Спал он крепко, как всегда. Проснувшись, увидел странную картину: все кругом было беспорядочно разбросано. Подвешенный рюкзак остался висеть на лямках, но вывернут наизнанку. И все содержимое рассыпано по земле.
Он спустился к ручью освежиться. В холодном горном потоке была им оставлена оленья туша — он привязал ее к камню. Остмен с трудом верил своим глазам: ни туши, ни обрывка веревки, ни даже камня. Может, забыл место? Нет, именно здесь...
Вернувшись, Альберт стал укладывать продукты обратно в рюкзак. Кажется, ничего не пропало. Кто же он, его ночной гость? Медведь? Нет, тот натворил бы бед побольше. А вот пакет с черносливом, он ополовинен. И никаких следов на каменистой почве. Кое-где он заметил, правда, не следы, а так — вмятины, которые сохранил песок. Но они были похожи на отпечатки... мокасин. Не тот ли старый индеец? Искал золото? Нет! Чушь. Ерунда. Да и не следы это вовсе. Мало ли вмятин на почве? Альберт успокоился и не стал менять место базового лагеря. Все-таки оно удобное: есть вода в ручье, густая крона как крыша, и стена с северной стороны — гористый склон.
Погода испортилась, небо затягивали тучи. Альберт упрятал в рюкзак все, что туда влезло, и засунул его в спальник, потом снял ботинки и тоже положил их на дно. Ружье засунул внутрь, все патроны при себе, и охотничий нож в новеньком кожаном футляре. И тут же решил в эту ночь не спать, а посмотреть — кто же он, его ночной посетитель? Остмен залез в мешок в брюках и куртке, устроился поудобней, насколько позволяла ширина мешка, забитого скарбом. Первая робкая капля упала на лоб. Он потуже затянул тесемки мешка, накинул на лицо клапан, выставил наружу только нос. «Нет, спать не буду»...— успел подумать Альберт и — почувствовал вдруг, что просыпается. От сильного толчка, встряски. Но он уже не лежит, а висит внутри своего спальника и как будто бы едет. На ком-то или на чем-то. Остмен проснулся окончательно. Его потряхивало, будто он был привязан к седлу лошади, и все, что вокруг него: жесткие ребра консервных банок, ствол ружья — все вибрирует и бьет его железными углами. А темнота — абсолютная!
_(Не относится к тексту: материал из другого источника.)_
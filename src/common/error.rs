use std::path::PathBuf;

/// Failures at the file boundary. Loads still hand back whatever was parsed
/// before one of these occurred.
#[derive(thiserror::Error, Debug)]
pub enum StoreError {
    #[error("failed to access {path}: {source}")]
    Io {
        path: PathBuf,
        #[source]
        source: std::io::Error,
    },
    #[error("csv error in {path}: {source}")]
    Csv {
        path: PathBuf,
        #[source]
        source: csv::Error,
    },
    #[error("malformed row at line {line} of {path}: {reason}")]
    MalformedRow {
        path: PathBuf,
        line: u64,
        reason: String,
    },
}

impl StoreError {
    pub fn io(path: impl Into<PathBuf>, source: std::io::Error) -> Self {
        StoreError::Io {
            path: path.into(),
            source,
        }
    }

    pub fn csv(path: impl Into<PathBuf>, source: csv::Error) -> Self {
        StoreError::Csv {
            path: path.into(),
            source,
        }
    }
}

#[derive(thiserror::Error, Debug)]
pub enum AppError {
    #[error(transparent)]
    Store(#[from] StoreError),
    #[error("csv error: {0}")]
    Csv(#[from] csv::Error),
    #[error("output error: {0}")]
    Output(#[from] std::io::Error),
    #[error("unknown product code: {0}")]
    UnknownProduct(String),
    #[error("invalid quantity to sell: {requested} (in stock: {available})")]
    InvalidQuantity { requested: i64, available: u32 },
    #[error("total for {quantity} x {code} is too large to record")]
    TotalOutOfRange { code: String, quantity: i64 },
    #[error("parse error: {0}")]
    Parse(String),
}
use chrono::NaiveDateTime;

use crate::common::money::Money;

pub const TIMESTAMP_FORMAT: &str = "%Y-%m-%d %H:%M:%S";

/// One sale as written to (and read back from) a sales transactions file.
#[derive(Debug, Clone, PartialEq, Eq)]
pub struct SalesRecord {
    pub timestamp: String,
    pub product_code: String,
    pub quantity_sold: i64,
    pub unit_price_pounds: i64,
    pub unit_price_pence: i64,
    total_price: Money,
}

impl SalesRecord {
    /// The total is fixed here as quantity times the full pounds-and-pence price.
    pub fn new(
        timestamp: impl Into<String>,
        product_code: impl Into<String>,
        quantity_sold: i64,
        unit_price_pounds: i64,
        unit_price_pence: i64,
    ) -> Self {
        let unit_price = Money::from_parts(unit_price_pounds, unit_price_pence);
        Self {
            timestamp: timestamp.into(),
            product_code: product_code.into(),
            quantity_sold,
            unit_price_pounds,
            unit_price_pence,
            total_price: unit_price * quantity_sold,
        }
    }

    pub fn at(
        when: NaiveDateTime,
        product_code: impl Into<String>,
        quantity_sold: i64,
        unit_price: Money,
    ) -> Self {
        Self::new(
            format_timestamp(when),
            product_code,
            quantity_sold,
            unit_price.pounds(),
            unit_price.pence(),
        )
    }

    pub fn unit_price(&self) -> Money {
        Money::from_parts(self.unit_price_pounds, self.unit_price_pence)
    }

    pub fn total_price(&self) -> Money {
        self.total_price
    }

    /// Timestamp with whitespace, `:` and `-` removed, as used in file names.
    pub fn compact_timestamp(&self) -> String {
        self.timestamp
            .chars()
            .filter(|c| !c.is_whitespace() && *c != ':' && *c != '-')
            .collect()
    }
}

pub fn format_timestamp(when: NaiveDateTime) -> String {
    when.format(TIMESTAMP_FORMAT).to_string()
}
use crate::{
    common::{error::AppError, event::StockCommand},
    domain::ledger::InventoryLedger,
    worker::handlers::{buy, sell},
};

#[derive(Debug, Default)]
pub struct Processor {}
impl Processor {
    pub fn new() -> Self {
        Self {}
    }

    pub fn process(
        &mut self,
        ledger: &mut InventoryLedger,
        command: StockCommand,
    ) -> Result<(), AppError> {
        match command {
            StockCommand::Buy {
                code,
                title,
                description,
                price,
                quantity,
            } => {
                buy::handle(ledger, &code, &title, &description, price, quantity)?;
            }
            StockCommand::Sell { code, quantity } => {
                sell::handle(ledger, &code, quantity)?;
            }
        }
        Ok(())
    }
}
Вот сейчас тот, кто его тащит, поднимается круто вверх: слышно его дыхание — утяжеленное. А временами, совсем как человеческое, покряхтывание. Неужели — горный гигант, дикий волосатый человек, дух подземного царства — тот самый, о ком бормотал индеец? Выхватить нож, прорезать в спальнике дырку, чтобы выскочить с ружьем? Но он сдавлен со всех сторон, стиснут, невозможно даже пошевелиться. Хорошо еще, что мешок сверху не полностью сдавлен, можно дышать. А то бы в духоте да на корточках, при тряске и в полной темноте. Экая беспомощность! А вооружен до зубов. Ни шевельнуться, ни поменять положение ног, он спеленут собственным спальником. И не подвинешься ни на полдюйма, ноги судорогой свело. Да, но если хотели убить, давно бы это сделали — приходили же по ночам в гости, в продуктах шуровали. Значит, в плен попал. Ну, ладно, ружья он из рук не выпустит.